Горя страстным желанием «ближе познакомиться с тем человеком, которого давно привык… любить и уважать» и в то же время мучимый сомнениями и провинциальной застенчивостью, Кульчицкий написал 28 января 1840 года свое первое письмо Белинскому. Роль посредника и здесь сыграл В. Боткин, который чуть не силой водил пером Кульчицкого. Через несколько месяцев Белинский отвечал Кульчицкому: «Я давно полюбил Вас искренно, по рассказам Василия Петровича и Вашим к нему письмам… Поверьте, что я очень дорожу Вашим знакомством, – и позвольте упрекнуть Вас в излишней церемонности, с которой Вы приступили к знакомству со мною, как будто к делу великой важности… Сделайте милость, адресуйтесь ко мне как можно чаще, и не как только что не к чужому, а как к своему человеку»[160]
.Это письмо буквально окрылило Кульчицкого, и уж без всяких «рефлексий и церемоний» он писал через несколько дней Белинскому: «Нужно ли говорить, какой это был для меня праздник! Я потерял аппетит и целый день кружил по комнате в каком-то неопределенном и тревожном духе. Страх мне хотелось тогда же поделиться моею радостью с теми, с которыми я привык делить и горе…»[161]
Друзьями, с которыми Кульчицкий хотел поскорее поделиться радостной новостью, были, конечно, Кронеберги.В следующем году, в конце лета, с рекомендательным письмом Боткина Кульчицкий приехал в Петербург и сам предстал перед Белинским. На этот раз Белинский трезвее оценил своего молодого друга, он отметил, что Кульчицкому недостает «демонических элементов», глубины и силы идейных исканий, но при этом не перестал уважать его и считать полезным: «…дай Бог побольше таких людей. Он человечен – этого довольно, чтобы любить его»[162]
.Сам Кульчицкий довольно точно и образно охарактеризовал взаимоотношения с Белинским: Виссарион Григорьевич «дуб, в этом нет никакого сомнения; я же нежный плющ, Вас обнимающий…». Сказано в шутливой манере, но не без серьезного подтекста, как и объяснение в любви Белинскому из другого к нему письма: «Мне стыдно и горько, что я до сих пор не умел еще выразить Вам моего признания в любви! Да, Вис[сарион] Гр[игорьевич], я действительно влюблен по уши…»[163]

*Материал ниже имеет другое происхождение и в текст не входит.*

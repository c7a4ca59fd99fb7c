//! Review HTTP Routes

use axum::{
    extract::{Path, State},
    http::StatusCode,
    routing::get,
    Json, Router,
};
use serde_json::{json, Value};

use super::error::ApiResult;
use super::extract::{parse_id, ApiJson, Authenticated};
use super::state::AppState;
use crate::model::ReviewView;
use crate::services::{CreateReview, UpdateReview};

/// Review routes
pub fn review_routes() -> Router<AppState> {
    Router::new()
        .route("/reviews", get(list_reviews).post(create_review))
        .route("/reviews/", get(list_reviews).post(create_review))
        .route(
            "/reviews/:review_id",
            get(get_review).put(update_review).delete(delete_review),
        )
}

async fn list_reviews(State(state): State<AppState>) -> ApiResult<Json<Vec<ReviewView>>> {
    let reviews = state.facade.get_all_reviews()?;
    Ok(Json(reviews.iter().map(|r| r.view()).collect()))
}

/// The caller is always the author
async fn create_review(
    Authenticated(caller): Authenticated,
    State(state): State<AppState>,
    ApiJson(request): ApiJson<CreateReview>,
) -> ApiResult<(StatusCode, Json<ReviewView>)> {
    let review = state.facade.create_review(request, Some(caller.subject_id))?;
    Ok((StatusCode::CREATED, Json(review.view())))
}

async fn get_review(
    Authenticated(_): Authenticated,
    State(state): State<AppState>,
    Path(review_id): Path<String>,
) -> ApiResult<Json<ReviewView>> {
    let review_id = parse_id(&review_id, "Review")?;
    Ok(Json(state.facade.get_review(review_id)?.view()))
}

async fn update_review(
    Authenticated(caller): Authenticated,
    State(state): State<AppState>,
    Path(review_id): Path<String>,
    ApiJson(request): ApiJson<UpdateReview>,
) -> ApiResult<Json<ReviewView>> {
    let review_id = parse_id(&review_id, "Review")?;
    let review = state.facade.update_review(review_id, request, Some(&caller))?;
    Ok(Json(review.view()))
}

async fn delete_review(
    Authenticated(caller): Authenticated,
    State(state): State<AppState>,
    Path(review_id): Path<String>,
) -> ApiResult<Json<Value>> {
    let review_id = parse_id(&review_id, "Review")?;
    state.facade.delete_review(review_id, Some(&caller))?;
    Ok(Json(json!({"message": "Review deleted successfully"})))
}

Далеко отстоя от Белинского по зрелости и глубине мысли, богатству духовной жизни, Кульчицкий был все же в известной мере единомышленником великого критика, деятелем полезным и необходимым. Он являлся одним из тех замечательных русских интеллигентов 40-х годов, в ком могучая проповедь Белинского вызвала ответную волну. Он недаром всей душой потянулся к Белинскому, необыкновенно остро почувствовав в нем не только выдающегося литератора, но и воплощение всего светлого в жизни – ее идеалов, красоты, смысла, которого так недоставало в существовании самого Кульчицкого, мелкого провинциального чиновника. Он преданно, до фанатизма полюбил Белинского и, как умел, стал пропагандировать его идеи. В этом проявилось положительное влияние Кульчицкого, распространившееся и на харьковский «кружок», и за его пределы.
В Харькове внимательно следили за журналами, с нетерпением ждали статей Белинского. В письме Белинскому от 18 января 1841 года Кульчицкий от имени всего «кружка» называет «Отечественные записки» журналом, «столько любимым нами с некоторого времени». «С некоторого времени» – это, конечно, с момента прихода в журнал Белинского – в 1839 году.
В другом письме Белинскому, опять-таки не от своего только имени, Кульчицкий говорит: «Мы почитываем иногда Ваши статьи с особенным наслаждением, и жалеем, что это достается так редко. Судим и рядим по-своему, и куда как рады, если встретим нечто такое, что принадлежит общему Вашему кружку, бывшему Наблюдательскому, нынче рассеянному. Чрез милого Василия П[етровича] Боткина мы посвящены несколько в таинства его…»[164]
Влияние Белинского решительно определило направление театрально-рецензентской деятельности Кульчицкого – так же как и другую сильнейшую его страсть – любовь к Гоголю.